▸ EXERCISE DATA
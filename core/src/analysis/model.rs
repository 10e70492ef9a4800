use serde::{Deserialize, Serialize};
use time::OffsetDateTime;

/// Ordered severity scale; derived ordering follows declaration order.
#[derive(Debug, Clone, Copy, Serialize, Deserialize, PartialEq, Eq, PartialOrd, Ord, Hash)]
#[serde(rename_all = "SCREAMING_SNAKE_CASE")]
pub enum Severity {
    Low,
    Medium,
    High,
    Critical,
}

impl Severity {
    pub fn as_str(&self) -> &'static str {
        match self {
            Self::Low => "LOW",
            Self::Medium => "MEDIUM",
            Self::High => "HIGH",
            Self::Critical => "CRITICAL",
        }
    }
}

#[derive(Debug, Clone, Copy, Serialize, Deserialize, PartialEq, Eq, PartialOrd, Ord, Hash)]
#[serde(rename_all = "SCREAMING_SNAKE_CASE")]
pub enum FindingType {
    ComplianceViolation,
    ConflictOfInterest,
    DuplicateProcurement,
    BudgetAnomaly,
    TimelineViolation,
    LocalContentShortfall,
}

impl FindingType {
    pub fn as_str(&self) -> &'static str {
        match self {
            Self::ComplianceViolation => "COMPLIANCE_VIOLATION",
            Self::ConflictOfInterest => "CONFLICT_OF_INTEREST",
            Self::DuplicateProcurement => "DUPLICATE_PROCUREMENT",
            Self::BudgetAnomaly => "BUDGET_ANOMALY",
            Self::TimelineViolation => "TIMELINE_VIOLATION",
            Self::LocalContentShortfall => "LOCAL_CONTENT_SHORTFALL",
        }
    }
}

/// The specific rule family that produced a finding. Several rules
/// share a finding type; the code keeps the sub-triggers apart.
#[derive(Debug, Clone, Copy, Serialize, Deserialize, PartialEq, Eq, PartialOrd, Ord, Hash)]
#[serde(rename_all = "SCREAMING_SNAKE_CASE")]
pub enum RuleCode {
    BudgetOverrun,
    LocalContentShortfall,
    InappropriateMethod,
    AwardDelay,
    SupplierConcentration,
    RapidSuccessiveAwards,
    DuplicateProcurement,
    HighValueOversight,
    SingleBidder,
}

impl RuleCode {
    pub fn as_str(&self) -> &'static str {
        match self {
            Self::BudgetOverrun => "BUDGET_OVERRUN",
            Self::LocalContentShortfall => "LOCAL_CONTENT_SHORTFALL",
            Self::InappropriateMethod => "INAPPROPRIATE_METHOD",
            Self::AwardDelay => "AWARD_DELAY",
            Self::SupplierConcentration => "SUPPLIER_CONCENTRATION",
            Self::RapidSuccessiveAwards => "RAPID_SUCCESSIVE_AWARDS",
            Self::DuplicateProcurement => "DUPLICATE_PROCUREMENT",
            Self::HighValueOversight => "HIGH_VALUE_OVERSIGHT",
            Self::SingleBidder => "SINGLE_BIDDER",
        }
    }

    pub fn finding_type(&self) -> FindingType {
        match self {
            Self::BudgetOverrun => FindingType::BudgetAnomaly,
            Self::LocalContentShortfall => FindingType::LocalContentShortfall,
            Self::InappropriateMethod => FindingType::ComplianceViolation,
            Self::AwardDelay => FindingType::TimelineViolation,
            Self::SupplierConcentration => FindingType::ConflictOfInterest,
            Self::RapidSuccessiveAwards => FindingType::ConflictOfInterest,
            Self::DuplicateProcurement => FindingType::DuplicateProcurement,
            Self::HighValueOversight => FindingType::ComplianceViolation,
            Self::SingleBidder => FindingType::ComplianceViolation,
        }
    }
}

/// One detected issue instance produced by a single rule evaluation.
#[derive(Debug, Clone, Serialize, Deserialize)]
pub struct AgentFinding {
    pub finding_id: String,
    pub rule: RuleCode,
    pub finding_type: FindingType,
    pub severity: Severity,
    pub title: String,
    pub description: String,
    pub affected_records: Vec<String>,
    pub affected_entities: Vec<String>,
    pub affected_individuals: Vec<String>,
    /// Monetary impact or exposure; 0.0 for non-monetary findings.
    pub financial_impact: f64,
    pub regulatory_breach: String,
    /// Fixed per rule family, not computed from the data distribution.
    pub confidence: f64,
    /// Time of the analysis run, not of the underlying event.
    #[serde(with = "time::serde::rfc3339")]
    pub detected_date: OffsetDateTime,
}

/// One remediation suggestion per distinct finding type in a batch.
#[derive(Debug, Clone, Serialize, Deserialize)]
pub struct AgentRecommendation {
    pub recommendation_id: String,
    pub finding_type: FindingType,
    pub priority: Severity,
    pub actions: Vec<String>,
    pub responsible_party: String,
    pub timeline: String,
    /// Ids of the findings this recommendation addresses.
    pub addresses: Vec<String>,
}

#[derive(Debug, Clone, Copy, Serialize, Deserialize, PartialEq, Eq, PartialOrd, Ord)]
#[serde(rename_all = "SCREAMING_SNAKE_CASE")]
pub enum RiskLevel {
    Low,
    Medium,
    High,
    Critical,
}

impl RiskLevel {
    pub fn as_str(&self) -> &'static str {
        match self {
            Self::Low => "LOW",
            Self::Medium => "MEDIUM",
            Self::High => "HIGH",
            Self::Critical => "CRITICAL",
        }
    }
}

#[derive(Debug, Clone, Serialize, Deserialize)]
pub struct AnalysisResult {
    pub analysis_id: String,
    #[serde(with = "time::serde::rfc3339")]
    pub executed_at: OffsetDateTime,
    pub findings: Vec<AgentFinding>,
    pub recommendations: Vec<AgentRecommendation>,
    pub risk_level: RiskLevel,
    /// Mean finding confidence; exactly 1.0 when there are no findings.
    /// "No findings" and "perfect confidence" are distinct notions that
    /// happen to share a value here; callers must check
    /// `issues_identified` before reading anything into it.
    pub confidence: f64,
    pub processed_records: usize,
    pub issues_identified: usize,
}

▸ TASK
All records should be written out again exactly as given.

▸ FINISHED EXERCISE
filename core/src/analysis/model.rs
repository 10e70492ef9a4800
use serde::{Deserialize, Serialize};
use time::OffsetDateTime;

/// Ordered severity scale; derived ordering follows declaration order.
#[derive(Debug, Clone, Copy, Serialize, Deserialize, PartialEq, Eq, PartialOrd, Ord, Hash)]
#[serde(rename_all = "SCREAMING_SNAKE_CASE")]
pub enum Severity {
    Low,
    Medium,
    High,
    Critical,
}

impl Severity {
    pub fn as_str(&self) -> &'static str {
        match self {
            Self::Low => "LOW",
            Self::Medium => "MEDIUM",
            Self::High => "HIGH",
            Self::Critical => "CRITICAL",
        }
    }
}

#[derive(Debug, Clone, Copy, Serialize, Deserialize, PartialEq, Eq, PartialOrd, Ord, Hash)]
#[serde(rename_all = "SCREAMING_SNAKE_CASE")]
pub enum FindingType {
    ComplianceViolation,
    ConflictOfInterest,
    DuplicateProcurement,
    BudgetAnomaly,
    TimelineViolation,
    LocalContentShortfall,
}

impl FindingType {
    pub fn as_str(&self) -> &'static str {
        match self {
            Self::ComplianceViolation => "COMPLIANCE_VIOLATION",
            Self::ConflictOfInterest => "CONFLICT_OF_INTEREST",
            Self::DuplicateProcurement => "DUPLICATE_PROCUREMENT",
            Self::BudgetAnomaly => "BUDGET_ANOMALY",
            Self::TimelineViolation => "TIMELINE_VIOLATION",
            Self::LocalContentShortfall => "LOCAL_CONTENT_SHORTFALL",
        }
    }
}

/// The specific rule family that produced a finding. Several rules
/// share a finding type; the code keeps the sub-triggers apart.
#[derive(Debug, Clone, Copy, Serialize, Deserialize, PartialEq, Eq, PartialOrd, Ord, Hash)]
#[serde(rename_all = "SCREAMING_SNAKE_CASE")]
pub enum RuleCode {
    BudgetOverrun,
    LocalContentShortfall,
    InappropriateMethod,
    AwardDelay,
    SupplierConcentration,
    RapidSuccessiveAwards,
    DuplicateProcurement,
    HighValueOversight,
    SingleBidder,
}

impl RuleCode {
    pub fn as_str(&self) -> &'static str {
        match self {
            Self::BudgetOverrun => "BUDGET_OVERRUN",
            Self::LocalContentShortfall => "LOCAL_CONTENT_SHORTFALL",
            Self::InappropriateMethod => "INAPPROPRIATE_METHOD",
            Self::AwardDelay => "AWARD_DELAY",
            Self::SupplierConcentration => "SUPPLIER_CONCENTRATION",
            Self::RapidSuccessiveAwards => "RAPID_SUCCESSIVE_AWARDS",
            Self::DuplicateProcurement => "DUPLICATE_PROCUREMENT",
            Self::HighValueOversight => "HIGH_VALUE_OVERSIGHT",
            Self::SingleBidder => "SINGLE_BIDDER",
        }
    }

    pub fn finding_type(&self) -> FindingType {
        match self {
            Self::BudgetOverrun => FindingType::BudgetAnomaly,
            Self::LocalContentShortfall => FindingType::LocalContentShortfall,
            Self::InappropriateMethod => FindingType::ComplianceViolation,
            Self::AwardDelay => FindingType::TimelineViolation,
            Self::SupplierConcentration => FindingType::ConflictOfInterest,
            Self::RapidSuccessiveAwards => FindingType::ConflictOfInterest,
            Self::DuplicateProcurement => FindingType::DuplicateProcurement,
            Self::HighValueOversight => FindingType::ComplianceViolation,
            Self::SingleBidder => FindingType::ComplianceViolation,
        }
    }
}

/// One detected issue instance produced by a single rule evaluation.
#[derive(Debug, Clone, Serialize, Deserialize)]
pub struct AgentFinding {
    pub finding_id: String,
    pub rule: RuleCode,
    pub finding_type: FindingType,
    pub severity: Severity,
    pub title: String,
    pub description: String,
    pub affected_records: Vec<String>,
    pub affected_entities: Vec<String>,
    pub affected_individuals: Vec<String>,
    /// Monetary impact or exposure; 0.0 for non-monetary findings.
    pub financial_impact: f64,
    pub regulatory_breach: String,
    /// Fixed per rule family, not computed from the data distribution.
    pub confidence: f64,
    /// Time of the analysis run, not of the underlying event.
    #[serde(with = "time::serde::rfc3339")]
    pub detected_date: OffsetDateTime,
}

/// One remediation suggestion per distinct finding type in a batch.
#[derive(Debug, Clone, Serialize, Deserialize)]
pub struct AgentRecommendation {
    pub recommendation_id: String,
    pub finding_type: FindingType,
    pub priority: Severity,
    pub actions: Vec<String>,
    pub responsible_party: String,
    pub timeline: String,
    /// Ids of the findings this recommendation addresses.
    pub addresses: Vec<String>,
}

#[derive(Debug, Clone, Copy, Serialize, Deserialize, PartialEq, Eq, PartialOrd, Ord)]
#[serde(rename_all = "SCREAMING_SNAKE_CASE")]
pub enum RiskLevel {
    Low,
    Medium,
    High,
    Critical,
}

impl RiskLevel {
    pub fn as_str(&self) -> &'static str {
        match self {
            Self::Low => "LOW",
            Self::Medium => "MEDIUM",
            Self::High => "HIGH",
            Self::Critical => "CRITICAL",
        }
    }
}

#[derive(Debug, Clone, Serialize, Deserialize)]
pub struct AnalysisResult {
    pub analysis_id: String,
    #[serde(with = "time::serde::rfc3339")]
    pub executed_at: OffsetDateTime,
    pub findings: Vec<AgentFinding>,
    pub recommendations: Vec<AgentRecommendation>,
    pub risk_level: RiskLevel,
    /// Mean finding confidence; exactly 1.0 when there are no findings.
    /// "No findings" and "perfect confidence" are distinct notions that
    /// happen to share a value here; callers must check
    /// `issues_identified` before reading anything into it.
    pub confidence: f64,
    pub processed_records: usize,
    pub issues_identified: usize,
}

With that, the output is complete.